Yesterday, the Friends of Syria contact group meeting in Istanbul recognised the Syrian National Council as the "legitimate representative" of the opposition. The label only partially masks the fact that opposition divisions are deepening, rival factions are splintering and no single "opposition" speaks for the Syrian people.
Indeed, by propping up one group without pressuring it to include other forces, the international community may, unwittingly, be deepening Syria's crisis.
The best way to help Syrians inside the country is to remind those jockeying for power on the margins that their divisions only embolden the regime they are working to depose.
The most visible rift came last week, when Kurdish leaders walked out of a meeting meant to unify the opposition after disagreement over Kurdish rights in the post-Assad Syria.

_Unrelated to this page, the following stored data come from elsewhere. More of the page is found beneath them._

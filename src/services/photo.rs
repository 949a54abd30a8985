//! Photo listing service

use std::sync::Arc;
use serde::{Deserialize, Serialize};
use tracing::debug;
use uuid::Uuid;
use crate::config::PhotosConfig;
use crate::database::store::PhotoStore;
use crate::models::{Photo, PhotoFilter};
use crate::services::near_duplicate::{group_near_duplicates, DuplicateGroup};
use crate::services::shuffle::{resolve_seed, seeded_shuffle};
use crate::utils::errors::{BandVoteError, Result};
use crate::utils::helpers::{calculate_offset, generate_random_string, total_pages};

const SHARE_SEED_LENGTH: usize = 12;

/// Query parameters of `GET /api/photos`
#[derive(Debug, Clone, Default, Deserialize)]
pub struct PhotoQuery {
    pub event_id: Option<Uuid>,
    pub band_id: Option<Uuid>,
    pub photographer: Option<String>,
    pub page: Option<u32>,
    pub limit: Option<u32>,
    pub seed: Option<String>,
    pub shuffle: Option<bool>,
}

#[derive(Debug, Clone, Serialize)]
#[serde(rename_all = "camelCase")]
pub struct Pagination {
    pub page: u32,
    pub limit: u32,
    pub total: usize,
    pub total_pages: usize,
}

#[derive(Debug, Clone, Serialize)]
#[serde(rename_all = "camelCase")]
pub struct PhotoPage {
    pub photos: Vec<Photo>,
    pub pagination: Pagination,
    /// Seed the order was produced with; absent when not shuffled
    pub seed: Option<String>,
}

#[derive(Clone)]
pub struct PhotoService {
    photos: Arc<dyn PhotoStore>,
    config: PhotosConfig,
}

impl PhotoService {
    pub fn new(photos: Arc<dyn PhotoStore>, config: PhotosConfig) -> Self {
        Self { photos, config }
    }

    /// Filter, shuffle and paginate photos
    pub async fn list(&self, query: PhotoQuery) -> Result<PhotoPage> {
        let page = query.page.unwrap_or(1).max(1);
        let limit = query
            .limit
            .unwrap_or(self.config.default_page_size)
            .clamp(1, self.config.max_page_size);

        let filter = PhotoFilter {
            event_id: query.event_id,
            band_id: query.band_id,
            photographer: query.photographer.filter(|p| !p.trim().is_empty()),
        };
        let photos = self.photos.list_photos(&filter).await?;

        let (ordered, seed) = if query.shuffle.unwrap_or(true) {
            let seed = resolve_seed(query.seed.as_deref());
            (seeded_shuffle(&photos, &seed), Some(seed))
        } else {
            (photos, None)
        };

        let total = ordered.len();
        let offset = calculate_offset(page as usize, limit as usize);
        let page_items: Vec<Photo> = ordered.into_iter().skip(offset).take(limit as usize).collect();

        debug!(total = total, page = page, limit = limit, seed = ?seed, "Photo page assembled");

        Ok(PhotoPage {
            photos: page_items,
            pagination: Pagination {
                page,
                limit,
                total,
                total_pages: total_pages(total, limit as usize),
            },
            seed,
        })
    }

    /// Fresh random seed for a shareable link
    pub fn share_seed(&self) -> String {
        generate_random_string(SHARE_SEED_LENGTH)
    }

    /// Near-duplicate groups among an event's photos
    pub async fn near_duplicates(&self, event_id: Option<Uuid>, threshold: Option<u32>) -> Result<Vec<DuplicateGroup>> {
        let threshold = threshold.unwrap_or(self.config.near_duplicate_threshold);
        if threshold > 64 {
            return Err(BandVoteError::InvalidInput("threshold must be between 0 and 64".to_string()));
        }

        let filter = PhotoFilter { event_id, ..PhotoFilter::default() };
        let photos = self.photos.list_photos(&filter).await?;
        Ok(group_near_duplicates(&photos, threshold))
    }
}
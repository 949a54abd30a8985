use axum::{extract::State, response::IntoResponse, Json};
use serde_json::json;
use tracing::error;

use crate::router::AppState;
use crate::utils::errors::BandVoteError;

// Handler for GET /health
pub async fn health(State(state): State<AppState>) -> Result<impl IntoResponse, BandVoteError> {
    if let Err(e) = state.services.event_service.health_check().await {
        error!(error = %e, "Health check failed");
        return Err(BandVoteError::ServiceUnavailable("Database unreachable".to_string()));
    }

    Ok(Json(json!({ "status": "ok", "database": "up", "version": crate::VERSION })))
}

It is understandable that they be concerned about their future, considering the decades of marginalisation by the Baathist regime and the lack of support from their Arab compatriots when they rose up against the regime previously.

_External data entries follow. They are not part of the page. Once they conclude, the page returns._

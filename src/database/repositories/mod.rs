//! Database repositories module
//!
//! This module contains all repository implementations for data access

pub mod event;
pub mod vote;
pub mod photo;

// Re-export repositories
pub use event::EventRepository;
pub use vote::VoteRepository;
pub use photo::PhotoRepository;
//! Request metadata helpers
//!
//! Client address, user agent, cookies and campaign parameters read from
//! incoming HTTP requests.

use std::net::SocketAddr;
use axum::extract::ConnectInfo;
use axum::http::{header, Extensions, HeaderMap, HeaderValue, Uri};
use serde::{Deserialize, Serialize};
use tracing::warn;
use url::Url;

/// Placeholder used when the client does not send an address or user agent
pub const UNKNOWN: &str = "unknown";

/// Address of the TCP peer, present when the server runs with connect info
pub fn peer_addr(extensions: &Extensions) -> Option<SocketAddr> {
    extensions.get::<ConnectInfo<SocketAddr>>().map(|info| info.0)
}

/// Client IP used for vote fingerprints and rate limiting.
///
/// With `trust_proxy_headers` the first `X-Forwarded-For` hop wins, then
/// `X-Real-IP`. Otherwise those headers are ignored since any client can
/// set them. The TCP peer comes next, then [`UNKNOWN`].
pub fn client_ip(headers: &HeaderMap, peer: Option<SocketAddr>, trust_proxy_headers: bool) -> String {
    if trust_proxy_headers {
        let header = |name: &str| {
            headers
                .get(name)
                .and_then(|v| v.to_str().ok())
                .and_then(|v| v.split(',').next())
                .map(str::trim)
                .filter(|v| !v.is_empty())
                .map(str::to_string)
        };
        if let Some(ip) = header("x-forwarded-for").or_else(|| header("x-real-ip")) {
            return ip;
        }
    }

    peer.map(|addr| addr.ip().to_string())
        .unwrap_or_else(|| UNKNOWN.to_string())
}

pub fn user_agent(headers: &HeaderMap) -> String {
    headers
        .get(header::USER_AGENT)
        .and_then(|v| v.to_str().ok())
        .filter(|v| !v.is_empty())
        .unwrap_or(UNKNOWN)
        .to_string()
}

/// Read a cookie value from the `Cookie` request headers
pub fn read_cookie(headers: &HeaderMap, name: &str) -> Option<String> {
    headers
        .get_all(header::COOKIE)
        .iter()
        .filter_map(|v| v.to_str().ok())
        .flat_map(|v| v.split(';'))
        .filter_map(|pair| pair.trim().split_once('='))
        .find(|(key, _)| *key == name)
        .map(|(_, value)| value.trim_matches('"').to_string())
        .filter(|value| !value.is_empty())
}

/// Attributes of a response cookie
#[derive(Debug, Clone)]
pub struct CookieSpec<'a> {
    pub name: &'a str,
    pub value: &'a str,
    pub max_age_seconds: i64,
    pub http_only: bool,
    pub secure: bool,
}

impl CookieSpec<'_> {
    /// Render as a `Set-Cookie` header value
    pub fn to_header_value(&self) -> Option<HeaderValue> {
        let mut cookie = format!(
            "{}={}; Path=/; Max-Age={}; SameSite=Lax",
            self.name, self.value, self.max_age_seconds
        );
        if self.http_only {
            cookie.push_str("; HttpOnly");
        }
        if self.secure {
            cookie.push_str("; Secure");
        }
        HeaderValue::from_str(&cookie).ok()
    }
}

/// Campaign attribution parsed from the request URL
#[derive(Debug, Clone, Default, PartialEq, Eq, Serialize, Deserialize)]
pub struct UtmParams {
    pub utm_source: Option<String>,
    pub utm_medium: Option<String>,
    pub utm_campaign: Option<String>,
}

/// Extract UTM parameters from the request URL.
///
/// A URL that cannot be parsed yields the defaults and a warning.
pub fn extract_utm_params(headers: &HeaderMap, uri: &Uri) -> UtmParams {
    let host = headers
        .get(header::HOST)
        .and_then(|v| v.to_str().ok())
        .unwrap_or("localhost");

    let raw = if uri.scheme().is_some() {
        uri.to_string()
    } else {
        format!("http://{}{}", host, uri)
    };

    match Url::parse(&raw) {
        Ok(url) => {
            let mut params = UtmParams::default();
            for (key, value) in url.query_pairs() {
                let value = Some(value.into_owned()).filter(|v| !v.is_empty());
                match key.as_ref() {
                    "utm_source" => params.utm_source = value,
                    "utm_medium" => params.utm_medium = value,
                    "utm_campaign" => params.utm_campaign = value,
                    _ => {}
                }
            }
            params
        }
        Err(e) => {
            warn!(url = %raw, error = %e, "Could not parse request URL, skipping UTM extraction");
            UtmParams::default()
        }
    }
}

But the Kurds had found common ground with the SNC in the past, including a previous agreement on a vision for the country's future. Walking out following new divisions not only threatens opposition unity but strengthens the hand of Bashar Al Assad.

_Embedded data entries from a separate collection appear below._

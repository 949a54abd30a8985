//! Helper functions and utilities
//!
//! This module contains common helper functions used throughout the application.

use std::sync::OnceLock;
use regex::Regex;

fn email_regex() -> &'static Regex {
    static EMAIL: OnceLock<Regex> = OnceLock::new();
    EMAIL.get_or_init(|| {
        Regex::new(r"^[^\s@]+@[^\s@]+\.[^\s@]+$").expect("email pattern is valid")
    })
}

/// Validate email format
pub fn is_valid_email(email: &str) -> bool {
    email_regex().is_match(email)
}

/// Normalize an email for comparisons: trimmed and lowercased.
/// Blank input is treated as no email at all.
pub fn normalize_email(email: Option<&str>) -> Option<String> {
    email
        .map(str::trim)
        .filter(|e| !e.is_empty())
        .map(str::to_lowercase)
}

/// Trim an optional text field, dropping it when blank
pub fn clean_optional(text: Option<&str>) -> Option<String> {
    text.map(str::trim)
        .filter(|t| !t.is_empty())
        .map(str::to_string)
}

/// Calculate pagination offset
pub fn calculate_offset(page: usize, page_size: usize) -> usize {
    page.saturating_sub(1) * page_size
}

/// Calculate total number of pages for a result set
pub fn total_pages(total_items: usize, page_size: usize) -> usize {
    if page_size == 0 {
        return 0;
    }
    total_items.div_ceil(page_size)
}

/// Generate a random alphanumeric string
pub fn generate_random_string(length: usize) -> String {
    use rand::Rng;
    const CHARSET: &[u8] = b"ABCDEFGHIJKLMNOPQRSTUVWXYZ\
                            abcdefghijklmnopqrstuvwxyz\
                            0123456789";
    let mut rng = rand::thread_rng();

    (0..length)
        .map(|_| {
            let idx = rng.gen_range(0..CHARSET.len());
            CHARSET[idx] as char
        })
        .collect()
}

US Secretary of State Hillary Clinton, speaking in Riyadh before yesterday's meeting, said the world must keep up pressure on the opposition to encourage its unity. The US, she said yesterday, will provide communications equipment to help the opposition organise.
More important than gadgets, though, the opposition must earn its recognition - not from "friends" of Syria but from Syrians themselves. This can be done with an overhaul of the political infrastructure. Transparency and coordination with activists outside and inside the country are important to bolster its popularity, something the council has so far failed to deliver on.
There are two elements of the Syrian opposition: those fighting the Assad regime in Hama and Homs; and those fighting amongst themselves to replace Al Assad. The ones taking up arms are at least unified in their objective (although an SNC plan announced in Istanbul, to pay salaries for opposition fighters reportedly with money from Gulf Arab states, could help unify them under a centralised leadership).
Syria's armed resistance continues to protect civilians and ensure the mobility of protests and aid. The political opposition has an obligation to support them - before they map out their transition to power.